Each line containing the string "payload" should be copied out of the entries.

= Beginning of Section =

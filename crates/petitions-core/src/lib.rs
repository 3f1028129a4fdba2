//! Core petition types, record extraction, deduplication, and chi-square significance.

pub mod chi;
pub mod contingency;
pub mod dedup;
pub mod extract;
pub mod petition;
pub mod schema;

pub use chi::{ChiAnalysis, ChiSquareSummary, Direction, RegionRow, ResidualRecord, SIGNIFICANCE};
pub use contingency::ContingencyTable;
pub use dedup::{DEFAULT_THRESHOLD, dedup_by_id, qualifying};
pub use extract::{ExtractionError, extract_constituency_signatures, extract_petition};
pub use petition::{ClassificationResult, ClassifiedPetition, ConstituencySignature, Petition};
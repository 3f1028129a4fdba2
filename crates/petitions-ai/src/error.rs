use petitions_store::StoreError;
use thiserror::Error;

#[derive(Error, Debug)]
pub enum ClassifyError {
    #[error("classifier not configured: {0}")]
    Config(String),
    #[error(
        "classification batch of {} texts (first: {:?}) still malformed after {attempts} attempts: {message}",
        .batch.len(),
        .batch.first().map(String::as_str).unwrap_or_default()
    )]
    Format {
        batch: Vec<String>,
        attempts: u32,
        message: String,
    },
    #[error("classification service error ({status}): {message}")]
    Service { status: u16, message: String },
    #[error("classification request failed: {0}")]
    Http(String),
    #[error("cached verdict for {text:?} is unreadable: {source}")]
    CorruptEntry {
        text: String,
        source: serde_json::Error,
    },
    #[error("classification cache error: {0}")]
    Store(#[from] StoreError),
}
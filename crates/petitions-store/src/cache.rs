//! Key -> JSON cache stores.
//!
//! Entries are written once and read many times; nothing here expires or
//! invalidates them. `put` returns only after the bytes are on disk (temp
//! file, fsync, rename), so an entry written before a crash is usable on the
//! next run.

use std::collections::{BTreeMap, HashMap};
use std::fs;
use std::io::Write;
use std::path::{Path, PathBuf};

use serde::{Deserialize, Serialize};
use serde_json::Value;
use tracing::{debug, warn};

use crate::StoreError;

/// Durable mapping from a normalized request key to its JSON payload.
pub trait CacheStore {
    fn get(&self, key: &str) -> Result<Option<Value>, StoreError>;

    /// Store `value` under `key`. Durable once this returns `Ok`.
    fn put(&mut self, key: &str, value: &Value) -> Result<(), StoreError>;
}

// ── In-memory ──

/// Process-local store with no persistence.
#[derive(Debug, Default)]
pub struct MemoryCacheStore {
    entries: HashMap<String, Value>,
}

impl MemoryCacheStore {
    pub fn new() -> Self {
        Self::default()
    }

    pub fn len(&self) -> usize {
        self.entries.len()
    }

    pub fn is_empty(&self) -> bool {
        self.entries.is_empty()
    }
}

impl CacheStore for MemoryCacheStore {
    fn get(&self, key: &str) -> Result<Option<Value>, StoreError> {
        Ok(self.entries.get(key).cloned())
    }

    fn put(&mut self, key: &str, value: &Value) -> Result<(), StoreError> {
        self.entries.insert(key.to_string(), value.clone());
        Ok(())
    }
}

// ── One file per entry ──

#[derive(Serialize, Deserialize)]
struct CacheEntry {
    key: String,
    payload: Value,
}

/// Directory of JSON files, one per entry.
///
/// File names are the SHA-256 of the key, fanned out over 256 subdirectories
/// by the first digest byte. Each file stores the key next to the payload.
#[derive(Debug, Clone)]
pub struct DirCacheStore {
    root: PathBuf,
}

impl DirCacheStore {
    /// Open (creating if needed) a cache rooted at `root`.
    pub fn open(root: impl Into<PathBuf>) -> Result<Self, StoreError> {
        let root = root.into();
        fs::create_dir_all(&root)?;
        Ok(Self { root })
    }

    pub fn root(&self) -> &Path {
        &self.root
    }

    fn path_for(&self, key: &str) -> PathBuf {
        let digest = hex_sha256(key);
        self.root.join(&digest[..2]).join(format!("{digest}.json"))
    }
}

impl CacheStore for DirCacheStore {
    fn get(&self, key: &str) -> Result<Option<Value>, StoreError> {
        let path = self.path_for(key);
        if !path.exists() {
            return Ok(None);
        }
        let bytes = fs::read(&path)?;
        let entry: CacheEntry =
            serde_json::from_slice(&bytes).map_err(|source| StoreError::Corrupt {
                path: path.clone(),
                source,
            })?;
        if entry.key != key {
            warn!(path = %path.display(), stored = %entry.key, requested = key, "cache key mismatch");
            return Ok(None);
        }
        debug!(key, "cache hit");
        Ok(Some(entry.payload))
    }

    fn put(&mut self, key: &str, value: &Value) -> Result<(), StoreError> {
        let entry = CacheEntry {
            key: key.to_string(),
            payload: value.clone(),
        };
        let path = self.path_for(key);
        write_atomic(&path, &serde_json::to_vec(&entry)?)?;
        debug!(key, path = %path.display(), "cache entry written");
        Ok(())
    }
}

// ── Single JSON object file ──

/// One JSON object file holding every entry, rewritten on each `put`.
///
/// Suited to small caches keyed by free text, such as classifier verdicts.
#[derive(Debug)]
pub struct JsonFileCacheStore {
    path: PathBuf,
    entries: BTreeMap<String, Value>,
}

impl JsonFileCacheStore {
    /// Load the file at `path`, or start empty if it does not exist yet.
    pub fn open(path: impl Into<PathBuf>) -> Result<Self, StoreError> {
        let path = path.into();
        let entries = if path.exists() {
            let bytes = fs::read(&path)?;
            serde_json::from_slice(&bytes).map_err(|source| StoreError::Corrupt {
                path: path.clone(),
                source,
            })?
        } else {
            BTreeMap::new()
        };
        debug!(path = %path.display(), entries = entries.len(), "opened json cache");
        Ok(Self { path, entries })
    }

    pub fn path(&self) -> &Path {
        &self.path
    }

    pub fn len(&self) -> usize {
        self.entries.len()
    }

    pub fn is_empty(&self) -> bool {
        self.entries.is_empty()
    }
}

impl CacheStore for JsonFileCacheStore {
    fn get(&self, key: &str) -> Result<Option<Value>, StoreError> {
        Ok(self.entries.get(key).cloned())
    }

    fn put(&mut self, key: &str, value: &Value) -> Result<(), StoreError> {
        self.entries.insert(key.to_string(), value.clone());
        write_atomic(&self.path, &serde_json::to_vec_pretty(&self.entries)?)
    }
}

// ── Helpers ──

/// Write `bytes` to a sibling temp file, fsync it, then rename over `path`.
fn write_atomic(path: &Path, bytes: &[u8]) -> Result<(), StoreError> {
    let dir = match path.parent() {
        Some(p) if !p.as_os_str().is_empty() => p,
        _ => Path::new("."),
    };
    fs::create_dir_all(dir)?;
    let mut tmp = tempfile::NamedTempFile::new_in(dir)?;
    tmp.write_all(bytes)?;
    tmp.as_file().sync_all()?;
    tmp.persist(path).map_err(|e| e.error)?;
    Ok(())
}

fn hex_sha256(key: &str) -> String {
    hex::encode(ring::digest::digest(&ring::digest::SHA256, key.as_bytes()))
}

= End of Section =

Response:
/// Durable mapping from a normalized request key to its JSON payload.
    payload: Value,
/// by the first digest byte. Each file stores the key next to the payload.
        Ok(Some(entry.payload))
            payload: value.clone(),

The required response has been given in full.